WORK ORDER:
Below is a listing. Write out exactly its lines between the one holding "use ndarray::ArrayD;" and the one holding "fn from_scalar(scalar: Scalar) -> Self;", inclusive.

+ + + + +

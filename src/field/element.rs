use std::fmt;

use half::f16;
use ndarray::ArrayD;
use num_complex::Complex;

use crate::field::{Array, ElementType, Scalar};

/// Native Rust type backing one available [`ElementType`].
pub trait Element: Copy + PartialEq + fmt::Debug + npyz::Deserialize + 'static {
	/// Tag of this element type.
	const ELEMENT_TYPE: ElementType;

	/// Convert any scalar with `astype` semantics.
	fn from_scalar(scalar: Scalar) -> Self;

	/// Wrap as a dynamic scalar.
	fn into_scalar(self) -> Scalar;

	/// Wrap a typed array as a dynamic array.
	fn wrap(array: ArrayD<Self>) -> Array;

	/// Take the typed array back out, or return the input when the type differs.
	fn try_take(array: Array) -> Result<ArrayD<Self>, Array>;
}

macro_rules! impl_element {
	($native:ty, $tag:ident, |$scalar:ident| $convert:expr) => {
		impl Element for $native {
			const ELEMENT_TYPE: ElementType = ElementType::$tag;

			fn from_scalar($scalar: Scalar) -> Self {
				$convert
			}

			fn into_scalar(self) -> Scalar {
				Scalar::$tag(self)
			}

			fn wrap(array: ArrayD<Self>) -> Array {
				Array::$tag(array)
			}

			fn try_take(array: Array) -> Result<ArrayD<Self>, Array> {
				match array {
					Array::$tag(inner) => Ok(inner),
					other => Err(other),
				}
			}
		}
	};
}

impl_element!(bool, Bool, |scalar| scalar.to_bool());
impl_element!(i8, Int8, |scalar| scalar.to_i128() as i8);
impl_element!(i16, Int16, |scalar| scalar.to_i128() as i16);
impl_element!(i32, Int32, |scalar| scalar.to_i128() as i32);
impl_element!(i64, Int64, |scalar| scalar.to_i128() as i64);
impl_element!(u8, UInt8, |scalar| scalar.to_i128() as u8);
impl_element!(u16, UInt16, |scalar| scalar.to_i128() as u16);
impl_element!(u32, UInt32, |scalar| scalar.to_i128() as u32);
impl_element!(u64, UInt64, |scalar| scalar.to_i128() as u64);
impl_element!(f16, Float16, |scalar| scalar.to_f16());
impl_element!(f32, Float32, |scalar| scalar.to_f32());
impl_element!(f64, Float64, |scalar| scalar.to_f64());
impl_element!(Complex<f32>, Complex64, |scalar| scalar.to_c64());
impl_element!(Complex<f64>, Complex128, |scalar| scalar.to_c128());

+ + + + +

RESULT OF THE EXERCISE:
use ndarray::ArrayD;
use num_complex::Complex;

use crate::field::{Array, ElementType, Scalar};

/// Native Rust type backing one available [`ElementType`].
pub trait Element: Copy + PartialEq + fmt::Debug + npyz::Deserialize + 'static {
	/// Tag of this element type.
	const ELEMENT_TYPE: ElementType;

	/// Convert any scalar with `astype` semantics.
	fn from_scalar(scalar: Scalar) -> Self;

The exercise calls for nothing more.